A clinical case of a 61-year-old man indicated that fritillaria lessens anticoagulation of warfarin [49]. The patient takes warfarin therapy regularly with a herbal product called Guilinggao resulting in his easy gum bleeding, epistaxis, and skin bruising. The main component of Guilinggao is fritillaria. Solanine which was one of fritillaria's ingredients was screened out as candidate agonist of PXR. Some of the enzymes which are related to warfarin's metabolism are modulated by PXR including CPY2C9, CYP1A2, CYP2C19, CYP3A4, and CYP2C8. According to our mechanistic mode for herb-drug interaction, fritillaria has an influence on warfarin's metabolism through changing the expression of some metabolic enzymes.
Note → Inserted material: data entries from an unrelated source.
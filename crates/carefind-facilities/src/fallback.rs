//! Static facility table used when the live provider returns nothing.

use std::path::Path;

use carefind_core::{distance_meters, AppConfig, ConfigError, Coordinates, FacilityRecord};

/// Injected fallback dataset. Selection is purely geometric: every entry
/// within the requested radius is returned, regardless of city.
#[derive(Debug, Clone, Default)]
pub struct FallbackTable {
    records: Vec<FacilityRecord>,
}

impl FallbackTable {
    #[must_use]
    pub fn new(records: Vec<FacilityRecord>) -> Self {
        Self { records }
    }

    /// Load the table from a YAML file (see [`carefind_core::load_fallback_facilities`]).
    ///
    /// # Errors
    ///
    /// Returns `ConfigError` if the file cannot be read, parsed, or validated.
    pub fn from_file(path: &Path) -> Result<Self, ConfigError> {
        let file = carefind_core::load_fallback_facilities(path)?;
        Ok(Self::new(file.facilities))
    }

    /// Load the table named by `config.fallback_facilities_path`, or `None`
    /// when no fallback is configured.
    ///
    /// # Errors
    ///
    /// Same as [`FallbackTable::from_file`].
    pub fn from_config(config: &AppConfig) -> Result<Option<Self>, ConfigError> {
        config
            .fallback_facilities_path
            .as_deref()
            .map(Self::from_file)
            .transpose()
    }

    #[must_use]
    pub fn len(&self) -> usize {
        self.records.len()
    }

    #[must_use]
    pub fn is_empty(&self) -> bool {
        self.records.is_empty()
    }

    /// Entries within `radius_m` of `center`, with `distance_meters` set,
    /// nearest first.
    #[must_use]
    pub fn within(&self, center: Coordinates, radius_m: f64) -> Vec<FacilityRecord> {
        let mut hits: Vec<FacilityRecord> = self
            .records
            .iter()
            .filter_map(|record| {
                let d = distance_meters(center, record.coordinates);
                (d <= radius_m).then(|| FacilityRecord {
                    distance_meters: Some(d),
                    ..record.clone()
                })
            })
            .collect();
        hits.sort_by(|a, b| {
            a.distance_meters
                .unwrap_or(f64::INFINITY)
                .total_cmp(&b.distance_meters.unwrap_or(f64::INFINITY))
        });
        hits
    }
}
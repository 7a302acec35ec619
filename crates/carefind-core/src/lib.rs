pub mod app_config;
pub mod config;
pub mod datasets;
pub mod error;
pub mod geo;
pub mod logging;
pub mod types;

pub use app_config::{AppConfig, Environment};
pub use config::{load_app_config, load_app_config_from_env};
pub use datasets::{
    load_fallback_facilities, load_places, parse_fallback_facilities, parse_places,
    FacilitiesFile, PlacesFile,
};
pub use error::ConfigError;
pub use geo::{distance, distance_meters, EARTH_RADIUS_METERS};
pub use types::{
    Confidence, Coordinates, FacilityRecord, GeocodeResult, PlaceRecord, Suggestion,
    SuggestionKind,
};
//! Seam between the merge engine and remote place providers.

use std::future::Future;

use carefind_core::Suggestion;
use carefind_geocode::RemoteResolver;

/// A remote source of geocoded place suggestions.
///
/// Implementations absorb their own failures: an unreachable provider
/// yields an empty list, never an error.
pub trait PlaceResolver: Send + Sync {
    fn resolve(&self, query: &str, limit: usize) -> impl Future<Output = Vec<Suggestion>> + Send;
}

impl PlaceResolver for RemoteResolver {
    fn resolve(&self, query: &str, limit: usize) -> impl Future<Output = Vec<Suggestion>> + Send {
        RemoteResolver::resolve(self, query, limit)
    }
}
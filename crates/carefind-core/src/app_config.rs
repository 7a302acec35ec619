use std::path::PathBuf;

#[derive(Debug, Clone, PartialEq, Eq)]
pub enum Environment {
    Development,
    Test,
    Production,
}

impl std::fmt::Display for Environment {
    fn fmt(&self, f: &mut std::fmt::Formatter<'_>) -> std::fmt::Result {
        match self {
            Environment::Development => write!(f, "development"),
            Environment::Test => write!(f, "test"),
            Environment::Production => write!(f, "production"),
        }
    }
}

#[derive(Clone)]
pub struct AppConfig {
    pub env: Environment,
    pub log_level: String,
    pub nominatim_url: String,
    pub overpass_url: String,
    pub user_agent: String,
    pub geocode_timeout_secs: u64,
    pub facility_timeout_secs: u64,
    pub facility_max_retries: u32,
    pub facility_backoff_base_ms: u64,
    pub search_radius_m: f64,
    pub suggestion_limit: usize,
    pub debounce_ms: u64,
    pub gazetteer_path: PathBuf,
    pub fallback_facilities_path: Option<PathBuf>,
}

impl std::fmt::Debug for AppConfig {
    fn fmt(&self, f: &mut std::fmt::Formatter<'_>) -> std::fmt::Result {
        f.debug_struct("AppConfig")
            .field("env", &self.env)
            .field("log_level", &self.log_level)
            .field("nominatim_url", &self.nominatim_url)
            .field("overpass_url", &self.overpass_url)
            .field("user_agent", &self.user_agent)
            .field("geocode_timeout_secs", &self.geocode_timeout_secs)
            .field("facility_timeout_secs", &self.facility_timeout_secs)
            .field("facility_max_retries", &self.facility_max_retries)
            .field("facility_backoff_base_ms", &self.facility_backoff_base_ms)
            .field("search_radius_m", &self.search_radius_m)
            .field("suggestion_limit", &self.suggestion_limit)
            .field("debounce_ms", &self.debounce_ms)
            .field("gazetteer_path", &self.gazetteer_path)
            .field("fallback_facilities_path", &self.fallback_facilities_path)
            .finish()
    }
}
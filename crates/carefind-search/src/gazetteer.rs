//! Static in-memory catalog of known places.

use std::path::Path;

use carefind_core::{AppConfig, Confidence, ConfigError, PlaceRecord, Suggestion};

use crate::query::normalize;

/// Read-only place catalog, loaded once and shared by reference.
#[derive(Debug, Clone, Default)]
pub struct Gazetteer {
    places: Vec<PlaceRecord>,
    /// Lowercased names, index-aligned with `places`.
    folded: Vec<String>,
}

impl Gazetteer {
    #[must_use]
    pub fn new(places: Vec<PlaceRecord>) -> Self {
        let folded = places.iter().map(|p| p.name.to_lowercase()).collect();
        Self { places, folded }
    }

    /// Load the catalog from a YAML file (see [`carefind_core::load_places`]).
    ///
    /// # Errors
    ///
    /// Returns `ConfigError` if the file cannot be read, parsed, or validated.
    pub fn from_file(path: &Path) -> Result<Self, ConfigError> {
        let file = carefind_core::load_places(path)?;
        Ok(Self::new(file.places))
    }

    /// Load the catalog named by `config.gazetteer_path`.
    ///
    /// # Errors
    ///
    /// Same as [`Gazetteer::from_file`].
    pub fn from_config(config: &AppConfig) -> Result<Self, ConfigError> {
        Self::from_file(&config.gazetteer_path)
    }

    #[must_use]
    pub fn len(&self) -> usize {
        self.places.len()
    }

    #[must_use]
    pub fn is_empty(&self) -> bool {
        self.places.is_empty()
    }

    /// Case-insensitive lookup, at most `limit` results.
    ///
    /// Names starting with the query come first (`High` confidence), then
    /// names merely containing it (`Medium`); catalog order is kept within
    /// each bucket. Queries under two characters return nothing.
    #[must_use]
    pub fn lookup(&self, query: &str, limit: usize) -> Vec<Suggestion> {
        let Some(needle) = normalize(query) else {
            return Vec::new();
        };
        if limit == 0 {
            return Vec::new();
        }

        let mut prefix = Vec::new();
        let mut contains = Vec::new();
        for (place, name) in self.places.iter().zip(&self.folded) {
            if name.starts_with(&needle) {
                prefix.push(place);
                if prefix.len() == limit {
                    break;
                }
            } else if contains.len() < limit && name.contains(&needle) {
                contains.push(place);
            }
        }

        let room = limit - prefix.len();
        prefix
            .into_iter()
            .map(|p| Suggestion::from_place(p, Confidence::High))
            .chain(
                contains
                    .into_iter()
                    .take(room)
                    .map(|p| Suggestion::from_place(p, Confidence::Medium)),
            )
            .collect()
    }
}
In our results, some ingredients were not reported to be associated with herb-drug interaction. Two potential interpretations are as follows: (1) the ingredient does interact with some drugs, but the interaction is not yet discovered in vitro and in vivo; (2) as a result of false positive from our pharmacophore model, the ingredients are not agonists of PXR.

4. Conclusions

In this study, a combinational in silico strategy was proposed to predict inductive herb-drug interactions. As a consequence, among 820 ingredients from 421 herbs, a ranking list of 305 ingredients was generated as candidate agonists of PXR. Among the top 10 herb ingredients from the ranking list, 6 ingredients were reported to involve herb-drug interactions. The strategy also could be extended to studies on other inductive herb-drug interactions. Besides, during the process of screening agonists for PXR, our pharmacophore model achieved a good performance across a broad dataset. What is more, the ranking result of traditional molecular docking was improved by rank aggregation. It is suggested that combining merits of scoring functions with less redundancies is a new orientation to optimize scoring functions.

Three tables are in this Supplementary Material. Table S1 shows the ranking results for 107 agonists of PXR which is generated by different docking and rank aggregation methods. Table S2 shows the ranking results for 305 herbal ingredients of PXR which is generated by different docking and final rank aggregation methods. Table S3 shows Ranks for herbal ingredients, which are predicted as candidate agonist for PXR, were obtained by different methods.